What to work on | Count lines holding the string "advance" in the data that follows. Reply with one number only.

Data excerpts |
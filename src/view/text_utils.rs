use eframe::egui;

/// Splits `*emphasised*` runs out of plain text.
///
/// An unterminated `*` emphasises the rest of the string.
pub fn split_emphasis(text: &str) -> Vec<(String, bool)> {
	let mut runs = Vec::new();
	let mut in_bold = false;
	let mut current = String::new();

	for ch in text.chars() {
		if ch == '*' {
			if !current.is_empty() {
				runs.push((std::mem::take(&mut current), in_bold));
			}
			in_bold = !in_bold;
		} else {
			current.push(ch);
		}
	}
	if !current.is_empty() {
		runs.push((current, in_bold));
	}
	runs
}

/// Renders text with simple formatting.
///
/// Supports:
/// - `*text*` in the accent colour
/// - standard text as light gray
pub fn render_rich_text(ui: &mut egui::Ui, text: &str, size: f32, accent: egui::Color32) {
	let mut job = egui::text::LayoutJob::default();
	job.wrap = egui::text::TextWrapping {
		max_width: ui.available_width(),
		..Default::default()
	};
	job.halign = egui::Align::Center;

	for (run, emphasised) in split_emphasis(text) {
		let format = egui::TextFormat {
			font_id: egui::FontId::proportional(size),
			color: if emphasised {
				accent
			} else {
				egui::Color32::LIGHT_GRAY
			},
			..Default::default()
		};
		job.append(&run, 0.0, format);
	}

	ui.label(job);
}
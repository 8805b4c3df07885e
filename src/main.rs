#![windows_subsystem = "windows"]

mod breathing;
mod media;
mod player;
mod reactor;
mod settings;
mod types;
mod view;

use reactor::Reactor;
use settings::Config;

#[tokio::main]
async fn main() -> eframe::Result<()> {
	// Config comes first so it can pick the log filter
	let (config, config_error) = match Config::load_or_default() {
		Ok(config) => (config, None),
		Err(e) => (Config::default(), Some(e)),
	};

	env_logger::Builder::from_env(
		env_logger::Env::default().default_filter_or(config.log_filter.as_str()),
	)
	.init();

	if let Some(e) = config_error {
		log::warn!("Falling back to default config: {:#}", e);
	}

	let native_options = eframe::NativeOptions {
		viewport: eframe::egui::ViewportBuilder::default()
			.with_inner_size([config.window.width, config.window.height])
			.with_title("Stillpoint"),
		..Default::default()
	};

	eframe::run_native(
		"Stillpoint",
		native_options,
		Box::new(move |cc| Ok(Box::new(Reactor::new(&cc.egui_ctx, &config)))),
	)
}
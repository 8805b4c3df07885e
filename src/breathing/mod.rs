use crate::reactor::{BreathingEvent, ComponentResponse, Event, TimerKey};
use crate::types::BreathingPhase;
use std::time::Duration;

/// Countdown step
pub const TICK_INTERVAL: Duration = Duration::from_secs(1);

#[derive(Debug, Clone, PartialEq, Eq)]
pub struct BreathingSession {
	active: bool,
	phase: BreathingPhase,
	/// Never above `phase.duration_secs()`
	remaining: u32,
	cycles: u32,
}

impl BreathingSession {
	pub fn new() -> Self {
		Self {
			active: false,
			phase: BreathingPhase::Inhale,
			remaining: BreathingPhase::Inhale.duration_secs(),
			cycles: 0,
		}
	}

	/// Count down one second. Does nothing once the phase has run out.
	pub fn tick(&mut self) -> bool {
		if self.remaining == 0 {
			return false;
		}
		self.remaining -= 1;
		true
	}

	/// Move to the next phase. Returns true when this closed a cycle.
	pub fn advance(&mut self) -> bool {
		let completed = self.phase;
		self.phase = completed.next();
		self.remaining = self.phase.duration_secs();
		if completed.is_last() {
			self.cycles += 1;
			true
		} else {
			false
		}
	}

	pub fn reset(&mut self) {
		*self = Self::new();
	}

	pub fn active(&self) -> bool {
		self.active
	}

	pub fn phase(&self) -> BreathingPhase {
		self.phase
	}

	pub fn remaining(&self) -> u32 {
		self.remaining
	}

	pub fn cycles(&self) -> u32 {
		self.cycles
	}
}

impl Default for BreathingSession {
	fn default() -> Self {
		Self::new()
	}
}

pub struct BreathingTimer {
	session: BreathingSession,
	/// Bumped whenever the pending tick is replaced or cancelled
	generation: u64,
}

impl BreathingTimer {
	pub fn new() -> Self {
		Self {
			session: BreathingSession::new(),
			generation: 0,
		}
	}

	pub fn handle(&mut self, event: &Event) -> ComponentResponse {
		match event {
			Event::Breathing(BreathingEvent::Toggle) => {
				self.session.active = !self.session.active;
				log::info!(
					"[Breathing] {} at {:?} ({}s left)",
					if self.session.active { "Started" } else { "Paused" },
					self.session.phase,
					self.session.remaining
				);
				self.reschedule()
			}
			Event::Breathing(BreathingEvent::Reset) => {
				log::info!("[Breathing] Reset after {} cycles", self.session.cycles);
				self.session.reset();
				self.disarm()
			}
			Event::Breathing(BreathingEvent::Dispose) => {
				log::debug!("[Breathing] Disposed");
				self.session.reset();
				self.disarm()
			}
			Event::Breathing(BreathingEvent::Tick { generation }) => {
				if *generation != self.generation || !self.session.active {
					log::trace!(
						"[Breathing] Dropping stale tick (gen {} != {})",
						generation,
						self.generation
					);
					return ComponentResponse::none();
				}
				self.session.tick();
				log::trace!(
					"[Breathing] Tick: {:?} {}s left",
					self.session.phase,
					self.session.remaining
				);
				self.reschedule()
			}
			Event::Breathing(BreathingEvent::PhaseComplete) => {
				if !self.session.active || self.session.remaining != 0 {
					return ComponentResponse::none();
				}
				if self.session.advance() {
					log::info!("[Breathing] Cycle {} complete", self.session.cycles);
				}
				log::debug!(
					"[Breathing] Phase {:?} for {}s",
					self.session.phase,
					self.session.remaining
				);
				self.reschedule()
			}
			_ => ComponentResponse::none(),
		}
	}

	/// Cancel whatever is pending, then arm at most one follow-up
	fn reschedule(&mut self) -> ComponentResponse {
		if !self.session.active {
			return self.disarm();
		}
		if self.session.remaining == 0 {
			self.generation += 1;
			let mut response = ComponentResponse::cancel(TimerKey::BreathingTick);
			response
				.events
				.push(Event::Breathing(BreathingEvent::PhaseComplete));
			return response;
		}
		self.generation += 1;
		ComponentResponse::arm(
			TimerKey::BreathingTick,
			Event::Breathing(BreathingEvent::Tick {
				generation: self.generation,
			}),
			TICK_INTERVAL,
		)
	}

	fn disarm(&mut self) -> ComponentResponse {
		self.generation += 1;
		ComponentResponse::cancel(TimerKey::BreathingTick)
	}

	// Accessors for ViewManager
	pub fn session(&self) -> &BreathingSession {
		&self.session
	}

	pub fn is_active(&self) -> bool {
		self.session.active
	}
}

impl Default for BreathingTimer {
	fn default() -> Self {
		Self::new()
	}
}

Output of the task | 2